*** Task input Section Begins ***
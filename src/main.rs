#![allow(clippy::result_large_err)]

use dotenvy::dotenv;
use ops_console::{
    api::{ApiClient, ReqwestTransport, Transport, resolver},
    bot::{self, BotData},
    config::{self, database},
    errors::{Error, Result},
};
use std::{env, sync::Arc, time::Duration};
use tracing::{error, info};
use tracing_subscriber::EnvFilter;

#[tokio::main]
async fn main() -> Result<()> {
    // 1. Initialize tracing (as early as possible)
    tracing_subscriber::fmt()
        .with_env_filter(
            EnvFilter::try_from_default_env().unwrap_or_else(|_| EnvFilter::new("info")),
        )
        .init();

    // 2. Load .env file; variables may also be set externally
    dotenv().ok();
    info!("Attempted to load .env file.");

    // 3. Load settings
    let settings = config::load_default_settings()
        .inspect_err(|e| error!("Critical error loading settings: {}", e))?;

    // 4. Open the local store for sessions and stock drafts
    let db = database::create_connection()
        .await
        .inspect_err(|e| error!("Failed to open local store: {}", e))?;
    database::create_tables(&db)
        .await
        .inspect(|()| info!("Local store ready."))
        .inspect_err(|e| error!("Failed to create tables: {}", e))?;

    // 5. Resolve the backend once; every command uses this base URL
    let transport: Arc<dyn Transport> = Arc::new(ReqwestTransport::new(Duration::from_secs(
        settings.api.timeout_secs,
    ))?);
    let base_url = resolver::resolve_base_url(&settings, transport.as_ref())
        .await
        .inspect_err(|e| error!("No usable backend: {}", e))?;
    info!("Using backend at {}", base_url);
    let api = ApiClient::new(transport, base_url);

    // 6. Run the bot
    // DISCORD_BOT_TOKEN is read directly before use, never stored in settings
    let token = env::var("DISCORD_BOT_TOKEN")
        .inspect_err(|e| error!("DISCORD_BOT_TOKEN not found: {}", e))
        .map_err(Error::EnvVar)?;

    bot::run_bot(token, BotData::new(db, api, settings)).await
}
*** Task input Section Ends ***
Required work:
From the data above, copy every line where "ReqwestTransport" appears.

Reply:
    api::{ApiClient, ReqwestTransport, Transport, resolver},
    let transport: Arc<dyn Transport> = Arc::new(ReqwestTransport::new(Duration::from_secs(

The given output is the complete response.